— Problem requirements —
Report the count of lines with "sources" in the data below, and no other words.

##############################

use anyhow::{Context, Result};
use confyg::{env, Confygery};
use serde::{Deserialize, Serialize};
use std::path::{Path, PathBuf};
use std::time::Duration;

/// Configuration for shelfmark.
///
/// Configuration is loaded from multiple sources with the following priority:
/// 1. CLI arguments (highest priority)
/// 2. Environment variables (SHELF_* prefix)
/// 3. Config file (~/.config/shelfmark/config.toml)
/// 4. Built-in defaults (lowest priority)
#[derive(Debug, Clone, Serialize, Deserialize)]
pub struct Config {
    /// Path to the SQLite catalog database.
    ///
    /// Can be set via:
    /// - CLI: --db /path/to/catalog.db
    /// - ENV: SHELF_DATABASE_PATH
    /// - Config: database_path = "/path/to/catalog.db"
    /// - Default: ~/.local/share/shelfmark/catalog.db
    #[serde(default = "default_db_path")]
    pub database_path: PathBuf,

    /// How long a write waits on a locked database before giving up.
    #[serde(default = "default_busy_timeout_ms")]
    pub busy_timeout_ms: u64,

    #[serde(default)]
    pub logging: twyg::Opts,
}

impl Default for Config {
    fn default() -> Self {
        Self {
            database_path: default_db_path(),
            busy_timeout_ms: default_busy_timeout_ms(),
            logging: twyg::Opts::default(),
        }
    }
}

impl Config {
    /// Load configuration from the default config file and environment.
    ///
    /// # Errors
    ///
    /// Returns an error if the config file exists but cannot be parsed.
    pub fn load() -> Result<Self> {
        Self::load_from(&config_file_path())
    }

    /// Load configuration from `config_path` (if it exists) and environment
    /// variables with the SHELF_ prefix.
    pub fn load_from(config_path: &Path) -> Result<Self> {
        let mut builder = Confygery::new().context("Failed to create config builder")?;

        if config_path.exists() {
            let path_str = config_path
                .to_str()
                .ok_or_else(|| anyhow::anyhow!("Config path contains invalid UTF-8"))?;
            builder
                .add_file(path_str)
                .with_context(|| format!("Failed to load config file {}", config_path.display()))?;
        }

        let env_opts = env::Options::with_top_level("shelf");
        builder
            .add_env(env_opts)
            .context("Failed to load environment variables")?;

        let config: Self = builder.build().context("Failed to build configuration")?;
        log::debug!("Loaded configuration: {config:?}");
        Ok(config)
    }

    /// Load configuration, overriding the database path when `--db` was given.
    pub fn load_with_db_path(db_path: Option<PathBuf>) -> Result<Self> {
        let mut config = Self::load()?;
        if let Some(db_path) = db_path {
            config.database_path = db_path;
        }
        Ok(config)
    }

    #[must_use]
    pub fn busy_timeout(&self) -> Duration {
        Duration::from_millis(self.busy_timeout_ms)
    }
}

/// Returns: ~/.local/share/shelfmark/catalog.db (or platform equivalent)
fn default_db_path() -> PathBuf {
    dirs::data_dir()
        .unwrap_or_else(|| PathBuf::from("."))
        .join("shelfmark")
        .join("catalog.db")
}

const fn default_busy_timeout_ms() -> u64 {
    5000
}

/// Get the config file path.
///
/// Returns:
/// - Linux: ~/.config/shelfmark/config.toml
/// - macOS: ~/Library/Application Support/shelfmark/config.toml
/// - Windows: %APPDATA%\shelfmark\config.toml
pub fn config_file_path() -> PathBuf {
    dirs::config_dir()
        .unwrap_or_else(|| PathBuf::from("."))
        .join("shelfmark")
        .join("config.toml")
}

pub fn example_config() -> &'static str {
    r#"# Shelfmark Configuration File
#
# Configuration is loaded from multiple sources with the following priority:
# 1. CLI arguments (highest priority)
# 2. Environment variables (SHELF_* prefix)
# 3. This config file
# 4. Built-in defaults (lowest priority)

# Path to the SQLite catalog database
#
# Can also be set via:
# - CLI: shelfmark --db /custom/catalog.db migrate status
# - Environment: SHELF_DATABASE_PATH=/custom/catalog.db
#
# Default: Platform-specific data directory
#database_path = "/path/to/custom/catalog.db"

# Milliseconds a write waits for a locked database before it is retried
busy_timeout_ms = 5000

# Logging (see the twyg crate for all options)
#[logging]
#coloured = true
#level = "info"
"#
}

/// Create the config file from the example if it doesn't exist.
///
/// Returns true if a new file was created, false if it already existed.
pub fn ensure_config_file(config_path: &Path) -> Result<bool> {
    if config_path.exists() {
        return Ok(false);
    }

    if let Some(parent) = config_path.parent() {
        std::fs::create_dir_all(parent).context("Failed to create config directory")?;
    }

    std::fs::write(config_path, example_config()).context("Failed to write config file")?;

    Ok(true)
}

##############################

— Solved problem —
2